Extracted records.
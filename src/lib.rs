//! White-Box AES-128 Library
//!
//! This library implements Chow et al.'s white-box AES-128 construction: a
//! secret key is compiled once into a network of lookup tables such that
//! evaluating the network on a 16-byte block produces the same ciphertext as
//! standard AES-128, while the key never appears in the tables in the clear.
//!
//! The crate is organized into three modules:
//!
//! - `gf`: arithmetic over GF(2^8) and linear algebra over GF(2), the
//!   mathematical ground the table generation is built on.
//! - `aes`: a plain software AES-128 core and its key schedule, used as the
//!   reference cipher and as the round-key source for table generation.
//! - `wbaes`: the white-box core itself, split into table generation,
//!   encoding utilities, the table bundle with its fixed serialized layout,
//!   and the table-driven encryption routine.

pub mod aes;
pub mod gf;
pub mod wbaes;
--
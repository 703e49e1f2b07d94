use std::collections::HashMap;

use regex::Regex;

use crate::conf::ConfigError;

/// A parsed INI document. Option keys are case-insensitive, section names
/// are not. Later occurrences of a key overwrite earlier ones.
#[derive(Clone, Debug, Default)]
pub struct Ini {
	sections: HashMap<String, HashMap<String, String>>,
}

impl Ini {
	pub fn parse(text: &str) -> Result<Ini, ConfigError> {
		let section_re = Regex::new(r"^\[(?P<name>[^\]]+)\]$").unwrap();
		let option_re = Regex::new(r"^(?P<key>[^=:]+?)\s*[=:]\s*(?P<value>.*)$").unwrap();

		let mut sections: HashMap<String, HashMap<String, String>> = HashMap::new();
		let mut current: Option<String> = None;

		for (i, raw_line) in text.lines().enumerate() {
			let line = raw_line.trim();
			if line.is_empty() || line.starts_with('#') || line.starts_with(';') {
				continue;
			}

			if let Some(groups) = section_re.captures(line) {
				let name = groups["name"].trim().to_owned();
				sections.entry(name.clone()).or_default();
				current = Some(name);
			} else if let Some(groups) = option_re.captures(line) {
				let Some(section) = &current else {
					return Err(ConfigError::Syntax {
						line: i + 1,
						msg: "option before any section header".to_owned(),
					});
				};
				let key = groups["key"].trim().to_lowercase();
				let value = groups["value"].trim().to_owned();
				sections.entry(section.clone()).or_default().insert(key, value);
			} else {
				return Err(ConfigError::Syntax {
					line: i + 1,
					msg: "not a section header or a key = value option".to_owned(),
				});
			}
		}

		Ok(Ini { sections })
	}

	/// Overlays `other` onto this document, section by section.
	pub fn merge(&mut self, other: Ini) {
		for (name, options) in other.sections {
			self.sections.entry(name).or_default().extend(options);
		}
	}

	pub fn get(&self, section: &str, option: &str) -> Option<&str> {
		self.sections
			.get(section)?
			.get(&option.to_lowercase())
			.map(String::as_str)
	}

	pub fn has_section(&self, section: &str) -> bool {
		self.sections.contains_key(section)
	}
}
---
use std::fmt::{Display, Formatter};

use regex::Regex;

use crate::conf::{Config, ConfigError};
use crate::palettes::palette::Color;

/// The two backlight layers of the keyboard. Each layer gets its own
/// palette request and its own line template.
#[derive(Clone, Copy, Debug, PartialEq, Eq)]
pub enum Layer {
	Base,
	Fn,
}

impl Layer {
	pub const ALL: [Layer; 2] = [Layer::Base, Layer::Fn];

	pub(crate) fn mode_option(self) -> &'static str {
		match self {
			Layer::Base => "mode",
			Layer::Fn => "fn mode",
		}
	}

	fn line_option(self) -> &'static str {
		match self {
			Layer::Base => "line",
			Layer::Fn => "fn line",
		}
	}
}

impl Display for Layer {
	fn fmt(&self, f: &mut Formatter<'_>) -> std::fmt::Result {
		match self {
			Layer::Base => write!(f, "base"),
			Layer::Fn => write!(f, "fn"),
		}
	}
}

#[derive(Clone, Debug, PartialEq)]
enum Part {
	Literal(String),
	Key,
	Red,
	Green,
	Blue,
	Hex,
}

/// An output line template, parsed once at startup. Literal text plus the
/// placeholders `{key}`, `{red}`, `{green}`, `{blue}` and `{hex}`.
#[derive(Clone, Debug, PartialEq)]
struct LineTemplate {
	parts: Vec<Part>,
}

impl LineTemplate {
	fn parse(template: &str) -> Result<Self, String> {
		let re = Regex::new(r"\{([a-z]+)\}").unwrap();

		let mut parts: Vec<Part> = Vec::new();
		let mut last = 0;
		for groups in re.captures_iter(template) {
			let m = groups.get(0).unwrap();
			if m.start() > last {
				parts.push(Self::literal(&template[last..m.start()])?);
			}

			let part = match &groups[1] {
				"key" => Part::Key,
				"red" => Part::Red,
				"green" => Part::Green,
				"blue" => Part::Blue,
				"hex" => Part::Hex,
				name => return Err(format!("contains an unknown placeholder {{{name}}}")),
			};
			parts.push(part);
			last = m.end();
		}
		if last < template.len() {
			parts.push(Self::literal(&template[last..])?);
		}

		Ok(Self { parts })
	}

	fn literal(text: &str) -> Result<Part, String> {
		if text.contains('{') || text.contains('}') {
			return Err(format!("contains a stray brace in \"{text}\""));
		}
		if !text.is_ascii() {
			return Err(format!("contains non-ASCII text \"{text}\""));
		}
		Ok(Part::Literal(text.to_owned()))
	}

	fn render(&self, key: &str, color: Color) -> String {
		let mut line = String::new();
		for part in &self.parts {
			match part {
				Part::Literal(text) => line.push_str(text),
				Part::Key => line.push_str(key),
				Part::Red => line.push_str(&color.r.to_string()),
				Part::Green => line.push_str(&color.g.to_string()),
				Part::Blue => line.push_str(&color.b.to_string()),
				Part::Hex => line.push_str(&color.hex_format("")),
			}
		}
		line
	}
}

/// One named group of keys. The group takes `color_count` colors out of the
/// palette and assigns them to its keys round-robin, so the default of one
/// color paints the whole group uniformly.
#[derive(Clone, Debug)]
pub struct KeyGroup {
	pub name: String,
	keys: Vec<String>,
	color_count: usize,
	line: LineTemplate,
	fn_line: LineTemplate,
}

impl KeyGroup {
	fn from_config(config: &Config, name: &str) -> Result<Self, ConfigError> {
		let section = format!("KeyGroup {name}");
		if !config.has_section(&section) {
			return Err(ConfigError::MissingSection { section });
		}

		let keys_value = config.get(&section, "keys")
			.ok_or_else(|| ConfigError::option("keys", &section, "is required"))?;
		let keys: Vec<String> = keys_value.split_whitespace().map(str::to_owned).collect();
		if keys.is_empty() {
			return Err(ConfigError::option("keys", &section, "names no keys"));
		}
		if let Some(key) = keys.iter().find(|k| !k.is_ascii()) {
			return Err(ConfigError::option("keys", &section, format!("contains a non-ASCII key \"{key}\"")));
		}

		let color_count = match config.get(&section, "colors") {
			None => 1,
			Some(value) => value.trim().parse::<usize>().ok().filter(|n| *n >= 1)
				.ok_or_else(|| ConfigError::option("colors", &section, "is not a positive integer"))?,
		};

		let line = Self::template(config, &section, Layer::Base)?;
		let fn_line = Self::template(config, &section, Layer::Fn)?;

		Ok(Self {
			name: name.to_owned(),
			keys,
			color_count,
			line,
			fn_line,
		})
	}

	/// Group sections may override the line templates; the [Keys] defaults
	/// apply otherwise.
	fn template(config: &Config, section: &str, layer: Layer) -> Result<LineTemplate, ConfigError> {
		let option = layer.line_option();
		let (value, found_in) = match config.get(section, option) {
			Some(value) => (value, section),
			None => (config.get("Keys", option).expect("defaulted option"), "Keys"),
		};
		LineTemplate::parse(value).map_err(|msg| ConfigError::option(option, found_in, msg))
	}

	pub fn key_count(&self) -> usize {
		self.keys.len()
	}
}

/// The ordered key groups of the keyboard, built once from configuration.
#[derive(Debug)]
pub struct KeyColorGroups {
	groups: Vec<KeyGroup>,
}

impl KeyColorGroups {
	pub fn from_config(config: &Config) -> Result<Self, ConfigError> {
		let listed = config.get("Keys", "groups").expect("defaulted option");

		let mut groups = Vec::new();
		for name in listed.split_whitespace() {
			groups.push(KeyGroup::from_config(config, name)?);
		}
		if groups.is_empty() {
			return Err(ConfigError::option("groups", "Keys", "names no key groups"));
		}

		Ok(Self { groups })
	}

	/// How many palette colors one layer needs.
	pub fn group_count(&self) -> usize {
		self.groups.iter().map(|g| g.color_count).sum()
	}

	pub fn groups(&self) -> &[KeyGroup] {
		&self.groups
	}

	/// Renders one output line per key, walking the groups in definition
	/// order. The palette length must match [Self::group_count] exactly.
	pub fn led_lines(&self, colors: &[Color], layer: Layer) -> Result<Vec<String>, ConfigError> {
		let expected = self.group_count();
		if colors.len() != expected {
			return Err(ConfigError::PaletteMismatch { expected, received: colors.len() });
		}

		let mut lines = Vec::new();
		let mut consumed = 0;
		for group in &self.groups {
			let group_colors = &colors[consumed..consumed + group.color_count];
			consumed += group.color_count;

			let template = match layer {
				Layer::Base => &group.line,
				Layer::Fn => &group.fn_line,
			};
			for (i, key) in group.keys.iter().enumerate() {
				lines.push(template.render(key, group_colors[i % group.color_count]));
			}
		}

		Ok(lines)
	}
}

EXERCISE DESCRIPTION. In the entries above, tally the lines that hold the string "sections" and give only the count.

EXPECTED OUTPUT. 10